HFMD can be transmitted in the following ways: 

  • Direct contact with infected respiratory secretions (coughing and sneezing)
  • Direct contact with fluid from the blisters
  • Faeco-oral transmission. The virus can be faecally shedded for 4-8 weeks after the onset of the initial viral illness, therefore asymptomatic individuals can continue to infect others
  • Vertical transmission from mother to foetus

Clinical features

HFMD is, in most cases, a mild and self-limiting disease.

Not all clinical features are present in every case, and not all children get lesions on their hand, feet or in their mouths. It has an incubation period of 3-7 days. There is a prodromal period (12-36 hours) of fever (38-39°C), malaise, decreased appetite, cough, abdominal pain and myalgia. If HFMD is caused by enterovirus 71, there may rarely be vomiting.
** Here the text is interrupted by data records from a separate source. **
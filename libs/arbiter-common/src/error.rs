//! Error taxonomy shared by the judge engine and its callers.

use thiserror::Error;

/// Errors surfaced by the execution client and grading engine.
///
/// Caller-input errors fail fast before any network call. Execution
/// errors keep the provider failure modes distinguishable so the
/// engine can map a timeout to `TimeLimitExceeded` instead of a
/// generic runtime error.
#[derive(Error, Debug)]
pub enum JudgeError {
    /// Language is not in the supported set
    #[error("Unsupported language: {0}")]
    UnsupportedLanguage(String),

    /// Test case list is malformed
    #[error("Invalid test cases: {0}")]
    InvalidTestCases(String),

    /// Submitted source is empty or whitespace-only
    #[error("Submission is empty")]
    EmptySubmission,

    /// Submitted source exceeds the size guardrail
    #[error("Submission exceeds maximum size of {limit} bytes")]
    SubmissionTooLarge { limit: usize },

    /// Provider exceeded the allotted time
    #[error("Execution timed out after {timeout_ms}ms")]
    Timeout { timeout_ms: u64 },

    /// Provider could not be reached at all
    #[error("Execution service unavailable: {0}")]
    ServiceUnavailable(String),

    /// Provider replied with an error or malformed payload
    #[error("Execution provider error: {0}")]
    ProviderError(String),
}

impl JudgeError {
    /// Stable machine-readable code for error responses
    pub fn error_code(&self) -> &'static str {
        match self {
            JudgeError::UnsupportedLanguage(_) => "unsupported_language",
            JudgeError::InvalidTestCases(_) => "invalid_test_cases",
            JudgeError::EmptySubmission => "empty_submission",
            JudgeError::SubmissionTooLarge { .. } => "submission_too_large",
            JudgeError::Timeout { .. } => "timeout",
            JudgeError::ServiceUnavailable(_) => "service_unavailable",
            JudgeError::ProviderError(_) => "provider_error",
        }
    }

    /// Returns the HTTP status code for this error
    pub fn status_code(&self) -> u16 {
        match self {
            JudgeError::UnsupportedLanguage(_) => 400,
            JudgeError::InvalidTestCases(_) => 400,
            JudgeError::EmptySubmission => 400,
            JudgeError::SubmissionTooLarge { .. } => 413,
            JudgeError::Timeout { .. } => 504,
            JudgeError::ServiceUnavailable(_) => 503,
            JudgeError::ProviderError(_) => 502,
        }
    }

    /// True for errors caused by the caller's input rather than the
    /// execution layer
    pub fn is_caller_error(&self) -> bool {
        matches!(
            self,
            JudgeError::UnsupportedLanguage(_)
                | JudgeError::InvalidTestCases(_)
                | JudgeError::EmptySubmission
                | JudgeError::SubmissionTooLarge { .. }
        )
    }
}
There are two types of lesion in HFMD - mouth lesions and distal limb lesions.

Mouth lesions

These generally appear first as 2-8 mm diameter erythematous macules and papules (commonly on hard palate, tongue and buccal mucosa). These progress rapidly to vesicles, which easily erode. The eroding vesicles leave shallow yellow-grey ulcers with an erythematous halo.

Distal limb lesions

The limb lesions appear soon after the oral lesions as 2-5 mm diameter erythematous macules and papules, often with a central grey coloured vesicle. The vesicles found on the limbs are often elliptical with the long axis running in parallel with the skin lines. 

The limb lesions most commonly affect the sides of the fingers, dorsum of the hands and the margins of the heels. Less frequently they are seen on the heals and palms with the buttocks and groins occassionally being affected.

Atypical HFMD

Atypical HFMD has been described, and is caused by Coxsackie virus A6. It presents with nail shedding and more extensive and widespread skin disease.

Investigations & diagnosis

Diagnosis of HFMD is almost always clinical, based upon thorough history taking and recognition of clinical signs.

Laboratory identification of the virus causing the HFMD may be of value in outbreaks or special circumstances (such as late pregnancy when there is a risk of transmission to the foetus). It depends upon use of techniques such a polymerase chain reaction (PCR).


Management is limited to offering supportive treatment and treatment of complications.

Reassurance to parents or carers is important. They may be confused about possible link with foot and mouth disease of animals, and the fact that the diseases are not related should be explained. Good hand hygiene and cleaning surfaces contaminated with bodily fluids should help prevent transmission.

Dehydration is the most common complication as the oral lesions are painful so oral intake is reduced. Ensuring regular analgesia and encouraging good oral fluid intake is the mainstay of treatment. If the lesions become secondarily infected, then antibiotic treatment may be necessary, but should not be routinely prescribed.

Enterovirus infection may rarely cause serious neurological complications, including aseptic meningitis, encephalitis, acute flaccid paralysis and neurogenic pulmonary oedema which can be fatal.

Once infected with one virus subgroup, immunity should exist, but it is always possible to get HFMD again if infected with a different virus of virus subgroup. There are no vaccines available for the viruses which cause HFMD.